_Provided data_
+ + + + + + +

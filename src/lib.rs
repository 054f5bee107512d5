//! `product-inventory` - A REST service over product inventory snapshots
//!
//! This crate stores successive inventory snapshots per logical product in `SQLite`
//! and exposes list, read, create, update, and delete over HTTP, plus a seed
//! routine that fills a fresh database with sample rows.

// Deny the most critical lints that could lead to bugs or security issues
#![deny(
    // Security and correctness
    unsafe_code,
    unsafe_op_in_unsafe_fn,

    // Code quality - things that are almost always bugs
    unreachable_code,
    unreachable_patterns,
    unused_must_use,

    // Documentation - broken links are bugs
    rustdoc::broken_intra_doc_links,
    rustdoc::private_intra_doc_links,
)]
// Warn on things that should be fixed but aren't necessarily bugs
#![warn(
    // Documentation - missing docs should be added gradually
    missing_docs,

    // Clippy categories for overall code quality
    clippy::all,
    clippy::pedantic,
    clippy::nursery,

    // Performance
    clippy::inefficient_to_string,
    clippy::large_types_passed_by_value,
    clippy::needless_pass_by_value,
    clippy::unnecessary_wraps,

    // Correctness
    clippy::clone_on_ref_ptr,
    clippy::dbg_macro,
    clippy::exit,
    clippy::expect_used,
    clippy::float_cmp,
    clippy::panic,
    clippy::todo,
    clippy::unimplemented,
    clippy::unwrap_used,

    // Complexity and readability
    clippy::cognitive_complexity,
    clippy::large_enum_variant,
    clippy::match_same_arms,
    clippy::too_many_lines,

    // Style consistency
    clippy::enum_glob_use,
    clippy::inconsistent_struct_constructor,
    clippy::missing_errors_doc,
    clippy::missing_panics_doc,
    clippy::must_use_candidate,
    clippy::redundant_closure_for_method_calls,
    clippy::semicolon_if_nothing_returned,
    clippy::wildcard_imports,

    // Future compatibility
    future_incompatible,
    rust_2018_idioms,
)]
// Allow some pedantic lints that are too noisy or not applicable
#![allow(
    clippy::module_name_repetitions,  // Common pattern in Rust
    clippy::missing_errors_doc,        // Will add gradually
    clippy::missing_panics_doc,        // Will add gradually
)]

/// HTTP interface - router, handlers, and error responses
pub mod api;
/// Configuration management for database and application settings
pub mod config;
/// Core business logic - framework-agnostic product operations and seeding
pub mod core;
/// SeaORM entity definitions for database tables
pub mod entities;
/// Unified error types and result handling
pub mod errors;

#[cfg(test)]
pub mod test_utils;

+ + + + + + +

_Prompt_
Go through the records above and copy every line holding the word "HTTP".

_Result of this exercise_
//! and exposes list, read, create, update, and delete over HTTP, plus a seed
/// HTTP interface - router, handlers, and error responses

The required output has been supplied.